Collected data
★ ★ ★ ★

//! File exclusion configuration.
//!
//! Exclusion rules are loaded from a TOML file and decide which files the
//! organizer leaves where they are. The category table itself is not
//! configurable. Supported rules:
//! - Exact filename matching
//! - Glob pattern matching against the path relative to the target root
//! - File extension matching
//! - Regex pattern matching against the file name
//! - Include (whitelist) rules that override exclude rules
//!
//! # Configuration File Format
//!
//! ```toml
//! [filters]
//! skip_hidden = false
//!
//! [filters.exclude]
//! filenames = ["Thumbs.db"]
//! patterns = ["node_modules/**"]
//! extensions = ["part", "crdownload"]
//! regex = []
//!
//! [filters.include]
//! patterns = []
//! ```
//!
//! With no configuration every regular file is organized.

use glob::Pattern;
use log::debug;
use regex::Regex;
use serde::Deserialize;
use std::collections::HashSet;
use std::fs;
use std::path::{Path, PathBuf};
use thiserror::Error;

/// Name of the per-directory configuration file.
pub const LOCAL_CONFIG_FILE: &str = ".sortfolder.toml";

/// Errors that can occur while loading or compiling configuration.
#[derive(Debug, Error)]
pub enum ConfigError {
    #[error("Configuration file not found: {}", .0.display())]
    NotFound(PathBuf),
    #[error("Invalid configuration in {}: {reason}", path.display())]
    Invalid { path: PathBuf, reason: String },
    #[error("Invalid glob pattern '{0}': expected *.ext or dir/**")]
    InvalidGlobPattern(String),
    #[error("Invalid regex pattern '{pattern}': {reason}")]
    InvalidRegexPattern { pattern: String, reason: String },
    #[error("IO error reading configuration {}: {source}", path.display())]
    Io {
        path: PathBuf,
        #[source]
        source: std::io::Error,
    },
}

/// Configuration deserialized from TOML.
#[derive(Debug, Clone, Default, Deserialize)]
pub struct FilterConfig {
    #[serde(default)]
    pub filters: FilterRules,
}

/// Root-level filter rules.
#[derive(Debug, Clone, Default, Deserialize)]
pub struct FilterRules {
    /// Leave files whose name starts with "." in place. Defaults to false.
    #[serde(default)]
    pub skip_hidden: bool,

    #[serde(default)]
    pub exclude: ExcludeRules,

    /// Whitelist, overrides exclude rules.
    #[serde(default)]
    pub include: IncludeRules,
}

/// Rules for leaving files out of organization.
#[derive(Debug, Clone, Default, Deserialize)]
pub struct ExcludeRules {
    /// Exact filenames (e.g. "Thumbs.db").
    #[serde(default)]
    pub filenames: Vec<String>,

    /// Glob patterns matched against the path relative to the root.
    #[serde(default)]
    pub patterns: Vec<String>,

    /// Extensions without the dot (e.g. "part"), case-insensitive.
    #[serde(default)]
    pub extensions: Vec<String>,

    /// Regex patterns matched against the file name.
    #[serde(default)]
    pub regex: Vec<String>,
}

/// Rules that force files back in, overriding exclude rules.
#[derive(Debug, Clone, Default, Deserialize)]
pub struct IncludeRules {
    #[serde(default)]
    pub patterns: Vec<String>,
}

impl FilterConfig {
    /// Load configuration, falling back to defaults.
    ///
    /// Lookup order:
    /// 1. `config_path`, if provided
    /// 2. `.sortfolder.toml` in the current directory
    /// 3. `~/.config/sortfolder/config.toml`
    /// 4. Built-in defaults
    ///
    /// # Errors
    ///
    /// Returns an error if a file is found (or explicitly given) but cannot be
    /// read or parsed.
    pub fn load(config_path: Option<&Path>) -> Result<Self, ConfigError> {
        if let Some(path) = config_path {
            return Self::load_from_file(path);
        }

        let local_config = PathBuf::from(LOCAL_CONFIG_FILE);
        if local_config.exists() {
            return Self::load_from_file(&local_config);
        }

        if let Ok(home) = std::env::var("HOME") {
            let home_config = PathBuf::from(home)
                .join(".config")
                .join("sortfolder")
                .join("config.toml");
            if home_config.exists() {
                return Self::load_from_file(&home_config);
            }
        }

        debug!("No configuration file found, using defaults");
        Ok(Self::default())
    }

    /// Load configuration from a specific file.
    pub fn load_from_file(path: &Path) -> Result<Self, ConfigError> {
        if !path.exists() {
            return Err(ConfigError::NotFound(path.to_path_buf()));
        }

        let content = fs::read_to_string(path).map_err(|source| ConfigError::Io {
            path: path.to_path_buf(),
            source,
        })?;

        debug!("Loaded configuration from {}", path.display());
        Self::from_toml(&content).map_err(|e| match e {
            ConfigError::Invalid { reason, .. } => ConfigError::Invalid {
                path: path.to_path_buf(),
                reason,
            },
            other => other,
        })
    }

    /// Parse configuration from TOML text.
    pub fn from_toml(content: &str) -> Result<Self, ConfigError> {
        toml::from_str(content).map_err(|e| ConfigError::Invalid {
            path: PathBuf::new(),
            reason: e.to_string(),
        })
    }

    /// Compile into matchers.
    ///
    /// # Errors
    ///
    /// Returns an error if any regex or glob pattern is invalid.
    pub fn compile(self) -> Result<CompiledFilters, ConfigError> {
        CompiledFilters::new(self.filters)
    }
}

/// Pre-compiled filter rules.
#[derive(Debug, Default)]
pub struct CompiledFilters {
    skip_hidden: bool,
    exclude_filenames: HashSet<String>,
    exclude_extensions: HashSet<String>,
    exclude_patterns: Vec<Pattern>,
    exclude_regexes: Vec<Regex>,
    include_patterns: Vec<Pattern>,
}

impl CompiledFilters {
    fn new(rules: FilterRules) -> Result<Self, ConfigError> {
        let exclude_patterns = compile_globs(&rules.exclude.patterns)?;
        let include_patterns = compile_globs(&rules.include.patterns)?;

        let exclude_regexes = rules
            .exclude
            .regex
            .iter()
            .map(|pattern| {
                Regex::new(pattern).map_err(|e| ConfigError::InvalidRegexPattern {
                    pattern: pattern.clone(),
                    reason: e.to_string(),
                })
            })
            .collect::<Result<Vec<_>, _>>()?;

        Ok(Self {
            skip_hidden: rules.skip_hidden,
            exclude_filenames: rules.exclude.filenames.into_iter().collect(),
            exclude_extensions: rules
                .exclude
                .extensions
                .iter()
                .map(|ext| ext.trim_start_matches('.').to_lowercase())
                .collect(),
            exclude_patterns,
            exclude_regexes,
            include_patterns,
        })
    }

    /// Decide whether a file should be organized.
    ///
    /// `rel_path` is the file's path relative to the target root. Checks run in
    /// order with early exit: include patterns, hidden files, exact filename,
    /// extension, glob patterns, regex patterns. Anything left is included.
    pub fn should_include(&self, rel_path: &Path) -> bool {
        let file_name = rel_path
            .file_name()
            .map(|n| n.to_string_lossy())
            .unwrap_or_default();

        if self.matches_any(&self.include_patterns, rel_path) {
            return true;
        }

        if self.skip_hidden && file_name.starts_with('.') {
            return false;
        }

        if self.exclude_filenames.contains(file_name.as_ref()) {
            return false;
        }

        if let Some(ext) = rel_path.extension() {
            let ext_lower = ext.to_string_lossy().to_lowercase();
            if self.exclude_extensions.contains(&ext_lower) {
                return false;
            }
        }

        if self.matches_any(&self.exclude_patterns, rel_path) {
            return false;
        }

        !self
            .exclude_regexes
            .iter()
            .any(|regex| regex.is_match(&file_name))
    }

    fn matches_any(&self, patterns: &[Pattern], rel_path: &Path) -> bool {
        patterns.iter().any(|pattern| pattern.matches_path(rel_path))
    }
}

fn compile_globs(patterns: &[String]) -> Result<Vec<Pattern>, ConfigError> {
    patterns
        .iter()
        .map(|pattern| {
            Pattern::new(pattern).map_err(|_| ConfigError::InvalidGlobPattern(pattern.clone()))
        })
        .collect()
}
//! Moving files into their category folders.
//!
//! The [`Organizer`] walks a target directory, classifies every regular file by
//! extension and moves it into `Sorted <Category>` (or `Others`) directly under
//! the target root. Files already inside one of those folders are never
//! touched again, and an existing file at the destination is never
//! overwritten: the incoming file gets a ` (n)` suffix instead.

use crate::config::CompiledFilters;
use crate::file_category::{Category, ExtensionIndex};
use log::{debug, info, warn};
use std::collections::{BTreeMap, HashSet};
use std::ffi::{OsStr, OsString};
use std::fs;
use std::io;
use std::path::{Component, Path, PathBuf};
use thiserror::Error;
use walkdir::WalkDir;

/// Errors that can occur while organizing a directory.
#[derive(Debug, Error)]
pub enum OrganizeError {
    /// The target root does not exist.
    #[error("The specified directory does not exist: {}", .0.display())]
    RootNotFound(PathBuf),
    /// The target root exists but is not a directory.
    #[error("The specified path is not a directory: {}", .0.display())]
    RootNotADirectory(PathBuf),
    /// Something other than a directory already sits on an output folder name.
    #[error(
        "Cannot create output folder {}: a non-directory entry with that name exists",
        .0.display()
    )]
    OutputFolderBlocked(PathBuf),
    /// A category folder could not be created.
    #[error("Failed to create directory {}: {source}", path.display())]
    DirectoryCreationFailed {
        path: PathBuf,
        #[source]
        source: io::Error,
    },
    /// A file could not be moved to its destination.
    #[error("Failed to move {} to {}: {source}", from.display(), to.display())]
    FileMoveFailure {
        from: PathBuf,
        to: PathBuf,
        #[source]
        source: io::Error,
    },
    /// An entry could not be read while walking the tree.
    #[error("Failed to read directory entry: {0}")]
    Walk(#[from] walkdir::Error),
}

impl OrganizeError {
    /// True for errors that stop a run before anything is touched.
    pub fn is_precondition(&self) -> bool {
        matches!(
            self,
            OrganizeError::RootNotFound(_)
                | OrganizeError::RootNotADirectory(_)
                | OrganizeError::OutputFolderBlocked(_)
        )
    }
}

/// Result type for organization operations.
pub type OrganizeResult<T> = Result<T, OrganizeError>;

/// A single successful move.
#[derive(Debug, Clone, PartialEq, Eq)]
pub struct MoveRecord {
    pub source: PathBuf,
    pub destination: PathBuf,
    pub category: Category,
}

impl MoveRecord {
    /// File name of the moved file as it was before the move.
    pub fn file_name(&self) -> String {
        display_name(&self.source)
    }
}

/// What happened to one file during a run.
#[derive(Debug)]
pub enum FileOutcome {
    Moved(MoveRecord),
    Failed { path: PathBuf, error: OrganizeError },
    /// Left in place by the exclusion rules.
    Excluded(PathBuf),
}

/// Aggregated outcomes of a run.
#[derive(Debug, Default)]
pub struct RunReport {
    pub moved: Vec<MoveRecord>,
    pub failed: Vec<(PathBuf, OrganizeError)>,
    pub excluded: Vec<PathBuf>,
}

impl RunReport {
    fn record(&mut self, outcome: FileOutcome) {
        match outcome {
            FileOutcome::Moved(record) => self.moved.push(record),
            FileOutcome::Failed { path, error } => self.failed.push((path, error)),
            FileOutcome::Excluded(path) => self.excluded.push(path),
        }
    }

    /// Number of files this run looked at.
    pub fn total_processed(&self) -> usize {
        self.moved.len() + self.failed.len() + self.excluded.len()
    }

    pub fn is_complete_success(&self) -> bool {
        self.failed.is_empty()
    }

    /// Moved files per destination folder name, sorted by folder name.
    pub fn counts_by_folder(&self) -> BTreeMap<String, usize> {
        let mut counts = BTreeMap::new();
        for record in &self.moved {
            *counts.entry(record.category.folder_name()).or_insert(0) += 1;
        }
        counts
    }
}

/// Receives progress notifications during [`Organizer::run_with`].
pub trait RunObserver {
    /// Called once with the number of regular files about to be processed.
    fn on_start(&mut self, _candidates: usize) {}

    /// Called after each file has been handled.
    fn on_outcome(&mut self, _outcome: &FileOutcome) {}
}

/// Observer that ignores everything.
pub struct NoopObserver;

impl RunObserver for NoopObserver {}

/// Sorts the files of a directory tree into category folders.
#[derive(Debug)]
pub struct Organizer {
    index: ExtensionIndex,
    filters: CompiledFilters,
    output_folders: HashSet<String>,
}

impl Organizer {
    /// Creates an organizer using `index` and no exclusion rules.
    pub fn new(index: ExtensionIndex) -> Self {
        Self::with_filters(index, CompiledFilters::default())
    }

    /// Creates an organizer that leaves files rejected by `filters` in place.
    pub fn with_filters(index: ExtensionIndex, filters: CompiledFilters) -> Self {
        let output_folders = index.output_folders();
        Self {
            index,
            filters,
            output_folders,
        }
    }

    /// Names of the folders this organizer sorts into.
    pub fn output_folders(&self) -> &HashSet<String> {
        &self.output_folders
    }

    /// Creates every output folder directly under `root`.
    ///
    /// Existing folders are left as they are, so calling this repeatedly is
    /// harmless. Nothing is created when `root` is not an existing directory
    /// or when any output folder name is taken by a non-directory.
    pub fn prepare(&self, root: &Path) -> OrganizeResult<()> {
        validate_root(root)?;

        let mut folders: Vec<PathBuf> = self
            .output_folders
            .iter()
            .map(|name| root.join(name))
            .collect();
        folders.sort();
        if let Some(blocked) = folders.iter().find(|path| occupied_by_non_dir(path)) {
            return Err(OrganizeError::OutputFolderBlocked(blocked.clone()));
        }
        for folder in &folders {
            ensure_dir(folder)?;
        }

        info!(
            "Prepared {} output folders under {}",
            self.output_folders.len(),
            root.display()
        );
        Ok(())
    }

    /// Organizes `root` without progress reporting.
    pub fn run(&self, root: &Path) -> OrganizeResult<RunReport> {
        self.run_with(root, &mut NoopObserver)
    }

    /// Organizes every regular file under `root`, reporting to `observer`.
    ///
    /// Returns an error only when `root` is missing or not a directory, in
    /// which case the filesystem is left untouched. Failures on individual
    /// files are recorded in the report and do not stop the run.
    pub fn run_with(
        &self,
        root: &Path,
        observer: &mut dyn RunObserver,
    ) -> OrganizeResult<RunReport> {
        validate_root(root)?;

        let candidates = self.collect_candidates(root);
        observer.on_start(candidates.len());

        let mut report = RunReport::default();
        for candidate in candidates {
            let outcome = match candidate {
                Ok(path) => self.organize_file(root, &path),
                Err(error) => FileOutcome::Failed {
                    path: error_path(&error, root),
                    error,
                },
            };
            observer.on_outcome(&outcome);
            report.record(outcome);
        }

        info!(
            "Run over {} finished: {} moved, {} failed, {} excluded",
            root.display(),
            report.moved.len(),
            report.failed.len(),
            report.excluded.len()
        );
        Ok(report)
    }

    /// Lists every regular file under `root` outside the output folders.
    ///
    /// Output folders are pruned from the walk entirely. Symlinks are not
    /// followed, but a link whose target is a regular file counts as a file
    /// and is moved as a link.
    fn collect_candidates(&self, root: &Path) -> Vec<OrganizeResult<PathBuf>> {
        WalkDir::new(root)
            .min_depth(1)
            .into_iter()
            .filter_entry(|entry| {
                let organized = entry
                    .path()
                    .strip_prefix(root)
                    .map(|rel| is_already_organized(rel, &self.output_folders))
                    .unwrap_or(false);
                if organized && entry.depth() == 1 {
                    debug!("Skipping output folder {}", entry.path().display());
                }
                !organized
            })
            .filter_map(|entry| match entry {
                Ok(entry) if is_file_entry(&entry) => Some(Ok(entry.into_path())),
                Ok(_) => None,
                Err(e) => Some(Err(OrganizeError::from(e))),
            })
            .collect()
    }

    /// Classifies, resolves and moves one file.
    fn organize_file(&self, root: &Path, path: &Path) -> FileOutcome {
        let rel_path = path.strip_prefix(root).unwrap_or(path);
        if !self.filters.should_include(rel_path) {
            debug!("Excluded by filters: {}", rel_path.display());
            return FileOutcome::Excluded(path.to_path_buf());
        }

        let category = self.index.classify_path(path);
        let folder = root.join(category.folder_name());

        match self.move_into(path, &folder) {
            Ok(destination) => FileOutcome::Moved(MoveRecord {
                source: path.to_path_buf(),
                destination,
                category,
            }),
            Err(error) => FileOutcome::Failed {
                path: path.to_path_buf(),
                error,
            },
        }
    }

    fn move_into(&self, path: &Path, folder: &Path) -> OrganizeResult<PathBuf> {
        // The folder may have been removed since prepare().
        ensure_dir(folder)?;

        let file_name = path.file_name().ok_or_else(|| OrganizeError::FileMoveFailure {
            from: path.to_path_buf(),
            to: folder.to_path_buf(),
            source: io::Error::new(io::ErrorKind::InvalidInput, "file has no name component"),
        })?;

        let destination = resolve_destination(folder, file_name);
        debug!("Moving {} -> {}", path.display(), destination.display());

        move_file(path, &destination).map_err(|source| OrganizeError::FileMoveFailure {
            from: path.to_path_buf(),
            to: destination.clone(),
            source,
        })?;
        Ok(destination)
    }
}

★ ★ ★ ★

**Try it**.
Print, without alteration, only the lines above between the one holding "self.failed.is_empty()" and the one holding "Receives progress notifications", inclusive.

**Task response**.
        self.failed.is_empty()
    }

    /// Moved files per destination folder name, sorted by folder name.
    pub fn counts_by_folder(&self) -> BTreeMap<String, usize> {
        let mut counts = BTreeMap::new();
        for record in &self.moved {
            *counts.entry(record.category.folder_name()).or_insert(0) += 1;
        }
        counts
    }
}

/// Receives progress notifications during [`Organizer::run_with`].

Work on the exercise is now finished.